◆ **PROMPT**
Consider the entries below. Count the lines holding the string "xmlns" and state the number only.

◆ **DATA LISTING**
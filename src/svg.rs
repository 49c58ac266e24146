//! SVG backend: serializes a [`Scene`] into a standalone document.

use crate::palette::to_hex;
use crate::scene::{Primitive, Scene};

/// Escape text for use in element content and attribute values.
pub fn escape_xml(s: &str) -> String {
    let mut out = String::with_capacity(s.len());
    for c in s.chars() {
        match c {
            '&' => out.push_str("&amp;"),
            '<' => out.push_str("&lt;"),
            '>' => out.push_str("&gt;"),
            '"' => out.push_str("&quot;"),
            '\'' => out.push_str("&apos;"),
            _ => out.push(c),
        }
    }
    out
}

pub fn render(scene: &Scene) -> String {
    let mut out = format!(
        r#"<svg xmlns="http://www.w3.org/2000/svg" width="{w}" height="{h}" viewBox="0 0 {w} {h}">"#,
        w = scene.width,
        h = scene.height
    );
    out.push('\n');
    out.push_str(&format!("<style>\n{}\n</style>\n", scene.style.css()));
    for primitive in &scene.primitives {
        out.push_str(&primitive_markup(primitive));
        out.push('\n');
    }
    out.push_str("</svg>\n");
    out
}

/// One primitive as a single SVG element.
fn primitive_markup(primitive: &Primitive) -> String {
    match primitive {
        Primitive::Rect {
            x,
            y,
            width,
            height,
            class,
            fill,
            stroke,
        } => {
            let class_attr = class
                .map(|c| format!(r#" class="{}""#, c.as_str()))
                .unwrap_or_default();
            let fill_attr = fill
                .map(|c| format!(r#" fill="{}""#, to_hex(c)))
                .unwrap_or_default();
            let stroke_attr = stroke
                .map(|c| format!(r#" stroke="{}""#, to_hex(c)))
                .unwrap_or_default();
            format!(
                r#"<rect x="{:.1}" y="{:.1}" width="{:.1}" height="{:.1}"{}{}{} />"#,
                x, y, width, height, class_attr, fill_attr, stroke_attr
            )
        }
        Primitive::Line { x1, y1, x2, y2, class } => format!(
            r#"<line x1="{:.1}" y1="{:.1}" x2="{:.1}" y2="{:.1}" class="{}" />"#,
            x1,
            y1,
            x2,
            y2,
            class.as_str()
        ),
        Primitive::Path { points, class } => {
            let d = points
                .iter()
                .enumerate()
                .map(|(i, (x, y))| format!("{}{:.1},{:.1}", if i == 0 { "M" } else { "L" }, x, y))
                .collect::<Vec<_>>()
                .join(" ");
            format!(r#"<path d="{}" class="{}" />"#, d, class.as_str())
        }
        Primitive::Text {
            x,
            y,
            content,
            class,
            anchor,
            fill,
        } => {
            let fill_attr = fill
                .map(|c| format!(r#" fill="{}""#, to_hex(c)))
                .unwrap_or_default();
            format!(
                r#"<text x="{:.1}" y="{:.1}" class="{}" text-anchor="{}"{}>{}</text>"#,
                x,
                y,
                class.as_str(),
                anchor.as_str(),
                fill_attr,
                escape_xml(content)
            )
        }
    }
}

#[cfg(test)]
mod tests {
    use super::*;
    use crate::scene::{Anchor, Class, PlotArea, SceneBuilder, SceneStyle};
    use plotters::style::RGBColor;

    #[test]
    fn test_header_and_style_block() {
        let scene = SceneBuilder::new(720, 360, SceneStyle::default()).finish();
        let svg = render(&scene);
        assert!(svg.starts_with(
            r#"<svg xmlns="http://www.w3.org/2000/svg" width="720" height="360" viewBox="0 0 720 360">"#
        ));
        for class in [
            "axis", "grid", "label", "title", "tick", "bar", "line", "cell", "legend", "note",
            "country",
        ] {
            assert!(svg.contains(&format!(".{} {{", class)), "missing class {}", class);
        }
        assert!(svg.contains(r##"<rect x="0.0" y="0.0" width="720.0" height="360.0" fill="#ffffff" />"##));
        assert!(svg.trim_end().ends_with("</svg>"));
    }

    #[test]
    fn test_primitives_serialized_in_order() {
        let area = PlotArea::inset(100, 100, 10.0);
        let mut b = SceneBuilder::new(100, 100, SceneStyle::default());
        b.axes(&area)
            .polyline(vec![(10.0, 90.0), (50.0, 40.0), (90.0, 10.0)])
            .text(50.0, 5.0, "a", Class::Label, Anchor::Middle);
        let svg = render(&b.finish());

        let line_at = svg.find("<line").unwrap();
        let path_at = svg.find("<path").unwrap();
        let text_at = svg.find("<text").unwrap();
        assert!(line_at < path_at && path_at < text_at);
        assert!(svg.contains(r#"<path d="M10.0,90.0 L50.0,40.0 L90.0,10.0" class="line" />"#));
    }

    #[test]
    fn test_rect_attributes() {
        let rect = Primitive::Rect {
            x: 1.0,
            y: 2.0,
            width: 3.0,
            height: 4.0,
            class: Some(Class::Country),
            fill: Some(RGBColor(0, 128, 128)),
            stroke: Some(RGBColor(255, 255, 255)),
        };
        assert_eq!(
            primitive_markup(&rect),
            r##"<rect x="1.0" y="2.0" width="3.0" height="4.0" class="country" fill="#008080" stroke="#ffffff" />"##
        );
        let bare = Primitive::Rect {
            x: 0.0,
            y: 0.0,
            width: 1.0,
            height: 1.0,
            class: None,
            fill: None,
            stroke: None,
        };
        assert_eq!(primitive_markup(&bare), r#"<rect x="0.0" y="0.0" width="1.0" height="1.0" />"#);
    }

    #[test]
    fn test_text_is_escaped() {
        let mut b = SceneBuilder::new(10, 10, SceneStyle::default());
        b.colored_text(1.0, 2.0, "R&D <x>", Class::Cell, RGBColor(255, 255, 255));
        let svg = render(&b.finish());
        assert!(svg.contains(
            r##"<text x="1.0" y="2.0" class="cell" text-anchor="middle" fill="#ffffff">R&amp;D &lt;x&gt;</text>"##
        ));
    }
}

◆ **FINISHED EXERCISE**
2